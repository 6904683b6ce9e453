use crate::Db;

use async_trait::async_trait;
use quarry_core::{
    stmt::{Expression, Query, Row, Value},
    Result,
};

/// Runs a [`Query`] against a database.
///
/// Aggregates work on a modified clone; the query itself is never touched.
#[async_trait]
pub trait QueryExt {
    async fn all(&self, db: &Db) -> Result<Vec<Row>>;

    async fn one(&self, db: &Db) -> Result<Option<Row>>;

    /// First column of the first row.
    async fn scalar(&self, db: &Db) -> Result<Option<Value>>;

    /// First column of every row.
    async fn column(&self, db: &Db) -> Result<Vec<Value>>;

    /// `COUNT(column)`; pass `"*"` to count rows.
    async fn count(&self, db: &Db, column: &str) -> Result<i64>;

    async fn sum(&self, db: &Db, column: &str) -> Result<Option<Value>>;

    async fn average(&self, db: &Db, column: &str) -> Result<Option<Value>>;

    async fn min(&self, db: &Db, column: &str) -> Result<Option<Value>>;

    async fn max(&self, db: &Db, column: &str) -> Result<Option<Value>>;

    async fn exists(&self, db: &Db) -> Result<bool>;
}

#[async_trait]
impl QueryExt for Query {
    async fn all(&self, db: &Db) -> Result<Vec<Row>> {
        db.query_command(self)?.query_all().await
    }

    async fn one(&self, db: &Db) -> Result<Option<Row>> {
        db.query_command(self)?.query_one().await
    }

    async fn scalar(&self, db: &Db) -> Result<Option<Value>> {
        db.query_command(self)?.query_scalar().await
    }

    async fn column(&self, db: &Db) -> Result<Vec<Value>> {
        db.query_command(self)?.query_column().await
    }

    async fn count(&self, db: &Db, column: &str) -> Result<i64> {
        let count = aggregate(self, db, format!("COUNT({column})")).await?;
        Ok(count.and_then(|count| count.as_i64()).unwrap_or(0))
    }

    async fn sum(&self, db: &Db, column: &str) -> Result<Option<Value>> {
        aggregate(self, db, format!("SUM({column})")).await
    }

    async fn average(&self, db: &Db, column: &str) -> Result<Option<Value>> {
        aggregate(self, db, format!("AVG({column})")).await
    }

    async fn min(&self, db: &Db, column: &str) -> Result<Option<Value>> {
        aggregate(self, db, format!("MIN({column})")).await
    }

    async fn max(&self, db: &Db, column: &str) -> Result<Option<Value>> {
        aggregate(self, db, format!("MAX({column})")).await
    }

    async fn exists(&self, db: &Db) -> Result<bool> {
        let mut query = self.clone();
        query.select = vec![Expression::new("1").into()];
        Ok(query.scalar(db).await?.is_some())
    }
}

async fn aggregate(query: &Query, db: &Db, select: String) -> Result<Option<Value>> {
    scalar_query(query, Expression::new(select)).scalar(db).await
}

/// `query` reduced to a single selected expression.
///
/// Grouped, distinct or unioned queries are wrapped as a derived table so
/// the aggregate sees their rows; otherwise the selection, ordering and
/// limits are simply replaced.
pub(crate) fn scalar_query(query: &Query, select: Expression) -> Query {
    if query.distinct || !query.group_by.is_empty() || query.having.is_some() || !query.unions.is_empty() {
        return Query::new().select([select]).from_query(query.clone(), "c");
    }

    let mut query = query.clone();
    query.select = vec![select.into()];
    query.order_by.clear();
    query.limit = None;
    query.offset = None;
    query
}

• _EXERCISE AIM_:
Find all lines holding the word "average" in the records above and copy them.

• _SOLUTION FOR THIS TASK_:
    async fn average(&self, db: &Db, column: &str) -> Result<Option<Value>>;
    async fn average(&self, db: &Db, column: &str) -> Result<Option<Value>> {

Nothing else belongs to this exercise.